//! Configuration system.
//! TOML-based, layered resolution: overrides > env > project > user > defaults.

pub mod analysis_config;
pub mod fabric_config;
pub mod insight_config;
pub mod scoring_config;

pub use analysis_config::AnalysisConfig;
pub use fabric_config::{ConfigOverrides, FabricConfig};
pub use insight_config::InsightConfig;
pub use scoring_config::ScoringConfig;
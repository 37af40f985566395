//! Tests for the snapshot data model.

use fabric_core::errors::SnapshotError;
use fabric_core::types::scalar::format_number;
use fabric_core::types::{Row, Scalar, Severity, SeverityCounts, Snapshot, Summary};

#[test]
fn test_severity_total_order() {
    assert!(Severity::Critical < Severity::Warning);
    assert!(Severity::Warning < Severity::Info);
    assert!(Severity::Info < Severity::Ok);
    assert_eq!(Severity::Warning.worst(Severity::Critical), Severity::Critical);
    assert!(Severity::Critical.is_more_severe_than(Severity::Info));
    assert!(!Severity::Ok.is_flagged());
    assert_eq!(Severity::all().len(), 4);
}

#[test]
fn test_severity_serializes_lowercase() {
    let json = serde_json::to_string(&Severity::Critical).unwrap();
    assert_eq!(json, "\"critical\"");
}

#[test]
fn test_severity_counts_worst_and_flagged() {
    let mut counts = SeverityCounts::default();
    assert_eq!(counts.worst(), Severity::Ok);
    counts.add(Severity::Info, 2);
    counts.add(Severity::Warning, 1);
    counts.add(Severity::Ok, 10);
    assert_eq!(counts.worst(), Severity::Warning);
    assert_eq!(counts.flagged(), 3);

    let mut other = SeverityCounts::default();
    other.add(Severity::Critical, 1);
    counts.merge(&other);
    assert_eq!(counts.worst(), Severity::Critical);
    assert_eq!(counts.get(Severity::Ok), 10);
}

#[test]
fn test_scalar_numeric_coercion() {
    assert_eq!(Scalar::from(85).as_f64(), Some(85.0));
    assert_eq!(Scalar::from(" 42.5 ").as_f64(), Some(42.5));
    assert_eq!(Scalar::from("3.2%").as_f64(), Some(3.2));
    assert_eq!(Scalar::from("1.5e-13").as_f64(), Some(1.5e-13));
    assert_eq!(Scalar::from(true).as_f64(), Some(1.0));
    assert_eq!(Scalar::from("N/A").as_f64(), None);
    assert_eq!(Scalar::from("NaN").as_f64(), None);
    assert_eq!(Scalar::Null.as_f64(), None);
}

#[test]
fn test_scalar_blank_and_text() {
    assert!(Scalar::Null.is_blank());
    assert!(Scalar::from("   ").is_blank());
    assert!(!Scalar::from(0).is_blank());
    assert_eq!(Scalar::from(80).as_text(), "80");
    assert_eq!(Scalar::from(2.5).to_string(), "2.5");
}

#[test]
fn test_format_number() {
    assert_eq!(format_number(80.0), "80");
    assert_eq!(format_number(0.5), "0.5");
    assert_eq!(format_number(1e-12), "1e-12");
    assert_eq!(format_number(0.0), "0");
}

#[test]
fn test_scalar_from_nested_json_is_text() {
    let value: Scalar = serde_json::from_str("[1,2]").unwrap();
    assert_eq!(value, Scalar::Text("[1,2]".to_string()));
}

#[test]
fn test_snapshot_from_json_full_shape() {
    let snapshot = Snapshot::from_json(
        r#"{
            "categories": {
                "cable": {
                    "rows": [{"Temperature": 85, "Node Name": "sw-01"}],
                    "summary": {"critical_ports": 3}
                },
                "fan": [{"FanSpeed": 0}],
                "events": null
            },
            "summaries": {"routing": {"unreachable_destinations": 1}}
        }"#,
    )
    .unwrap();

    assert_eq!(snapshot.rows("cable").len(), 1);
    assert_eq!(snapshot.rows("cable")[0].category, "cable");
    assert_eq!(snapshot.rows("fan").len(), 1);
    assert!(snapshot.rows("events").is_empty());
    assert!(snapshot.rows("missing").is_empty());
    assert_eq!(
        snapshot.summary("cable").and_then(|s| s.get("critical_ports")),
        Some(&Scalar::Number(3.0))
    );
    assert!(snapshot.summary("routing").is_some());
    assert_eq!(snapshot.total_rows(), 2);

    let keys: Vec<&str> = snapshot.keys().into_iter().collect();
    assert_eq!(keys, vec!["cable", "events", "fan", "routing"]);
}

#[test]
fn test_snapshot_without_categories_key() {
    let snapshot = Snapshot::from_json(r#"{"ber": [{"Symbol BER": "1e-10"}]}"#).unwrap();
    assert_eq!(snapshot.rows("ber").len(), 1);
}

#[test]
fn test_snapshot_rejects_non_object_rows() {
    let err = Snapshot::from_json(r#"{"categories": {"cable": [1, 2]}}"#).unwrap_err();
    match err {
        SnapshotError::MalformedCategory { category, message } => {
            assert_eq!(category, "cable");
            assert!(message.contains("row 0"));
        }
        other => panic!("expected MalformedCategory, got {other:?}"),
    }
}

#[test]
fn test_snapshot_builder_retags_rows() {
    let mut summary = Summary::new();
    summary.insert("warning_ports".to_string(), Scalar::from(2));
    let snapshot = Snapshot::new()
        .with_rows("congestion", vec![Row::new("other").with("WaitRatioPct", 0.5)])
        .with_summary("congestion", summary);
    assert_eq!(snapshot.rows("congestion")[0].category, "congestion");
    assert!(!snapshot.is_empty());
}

Problem details:
Nothing may be left out. Retype all the entries exactly.

Written reply:
//! Configuration system.
//! TOML-based, layered resolution: overrides > env > project > user > defaults.

pub mod analysis_config;
pub mod fabric_config;
pub mod insight_config;
pub mod scoring_config;

pub use analysis_config::AnalysisConfig;
pub use fabric_config::{ConfigOverrides, FabricConfig};
pub use insight_config::InsightConfig;
pub use scoring_config::ScoringConfig;
repository 37af40f985566395
//! Tests for the snapshot data model.

use fabric_core::errors::SnapshotError;
use fabric_core::types::scalar::format_number;
use fabric_core::types::{Row, Scalar, Severity, SeverityCounts, Snapshot, Summary};

#[test]
fn test_severity_total_order() {
    assert!(Severity::Critical < Severity::Warning);
    assert!(Severity::Warning < Severity::Info);
    assert!(Severity::Info < Severity::Ok);
    assert_eq!(Severity::Warning.worst(Severity::Critical), Severity::Critical);
    assert!(Severity::Critical.is_more_severe_than(Severity::Info));
    assert!(!Severity::Ok.is_flagged());
    assert_eq!(Severity::all().len(), 4);
}

#[test]
fn test_severity_serializes_lowercase() {
    let json = serde_json::to_string(&Severity::Critical).unwrap();
    assert_eq!(json, "\"critical\"");
}

#[test]
fn test_severity_counts_worst_and_flagged() {
    let mut counts = SeverityCounts::default();
    assert_eq!(counts.worst(), Severity::Ok);
    counts.add(Severity::Info, 2);
    counts.add(Severity::Warning, 1);
    counts.add(Severity::Ok, 10);
    assert_eq!(counts.worst(), Severity::Warning);
    assert_eq!(counts.flagged(), 3);

    let mut other = SeverityCounts::default();
    other.add(Severity::Critical, 1);
    counts.merge(&other);
    assert_eq!(counts.worst(), Severity::Critical);
    assert_eq!(counts.get(Severity::Ok), 10);
}

#[test]
fn test_scalar_numeric_coercion() {
    assert_eq!(Scalar::from(85).as_f64(), Some(85.0));
    assert_eq!(Scalar::from(" 42.5 ").as_f64(), Some(42.5));
    assert_eq!(Scalar::from("3.2%").as_f64(), Some(3.2));
    assert_eq!(Scalar::from("1.5e-13").as_f64(), Some(1.5e-13));
    assert_eq!(Scalar::from(true).as_f64(), Some(1.0));
    assert_eq!(Scalar::from("N/A").as_f64(), None);
    assert_eq!(Scalar::from("NaN").as_f64(), None);
    assert_eq!(Scalar::Null.as_f64(), None);
}

#[test]
fn test_scalar_blank_and_text() {
    assert!(Scalar::Null.is_blank());
    assert!(Scalar::from("   ").is_blank());
    assert!(!Scalar::from(0).is_blank());
    assert_eq!(Scalar::from(80).as_text(), "80");
    assert_eq!(Scalar::from(2.5).to_string(), "2.5");
}

#[test]
fn test_format_number() {
    assert_eq!(format_number(80.0), "80");
    assert_eq!(format_number(0.5), "0.5");
    assert_eq!(format_number(1e-12), "1e-12");
    assert_eq!(format_number(0.0), "0");
}

#[test]
fn test_scalar_from_nested_json_is_text() {
    let value: Scalar = serde_json::from_str("[1,2]").unwrap();
    assert_eq!(value, Scalar::Text("[1,2]".to_string()));
}

#[test]
fn test_snapshot_from_json_full_shape() {
    let snapshot = Snapshot::from_json(
        r#"{
            "categories": {
                "cable": {
                    "rows": [{"Temperature": 85, "Node Name": "sw-01"}],
                    "summary": {"critical_ports": 3}
                },
                "fan": [{"FanSpeed": 0}],
                "events": null
            },
            "summaries": {"routing": {"unreachable_destinations": 1}}
        }"#,
    )
    .unwrap();

    assert_eq!(snapshot.rows("cable").len(), 1);
    assert_eq!(snapshot.rows("cable")[0].category, "cable");
    assert_eq!(snapshot.rows("fan").len(), 1);
    assert!(snapshot.rows("events").is_empty());
    assert!(snapshot.rows("missing").is_empty());
    assert_eq!(
        snapshot.summary("cable").and_then(|s| s.get("critical_ports")),
        Some(&Scalar::Number(3.0))
    );
    assert!(snapshot.summary("routing").is_some());
    assert_eq!(snapshot.total_rows(), 2);

    let keys: Vec<&str> = snapshot.keys().into_iter().collect();
    assert_eq!(keys, vec!["cable", "events", "fan", "routing"]);
}

#[test]
fn test_snapshot_without_categories_key() {
    let snapshot = Snapshot::from_json(r#"{"ber": [{"Symbol BER": "1e-10"}]}"#).unwrap();
    assert_eq!(snapshot.rows("ber").len(), 1);
}

#[test]
fn test_snapshot_rejects_non_object_rows() {
    let err = Snapshot::from_json(r#"{"categories": {"cable": [1, 2]}}"#).unwrap_err();
    match err {
        SnapshotError::MalformedCategory { category, message } => {
            assert_eq!(category, "cable");
            assert!(message.contains("row 0"));
        }
        other => panic!("expected MalformedCategory, got {other:?}"),
    }
}

#[test]
fn test_snapshot_builder_retags_rows() {
    let mut summary = Summary::new();
    summary.insert("warning_ports".to_string(), Scalar::from(2));
    let snapshot = Snapshot::new()
        .with_rows("congestion", vec![Row::new("other").with("WaitRatioPct", 0.5)])
        .with_summary("congestion", summary);
    assert_eq!(snapshot.rows("congestion")[0].category, "congestion");
    assert!(!snapshot.is_empty());
}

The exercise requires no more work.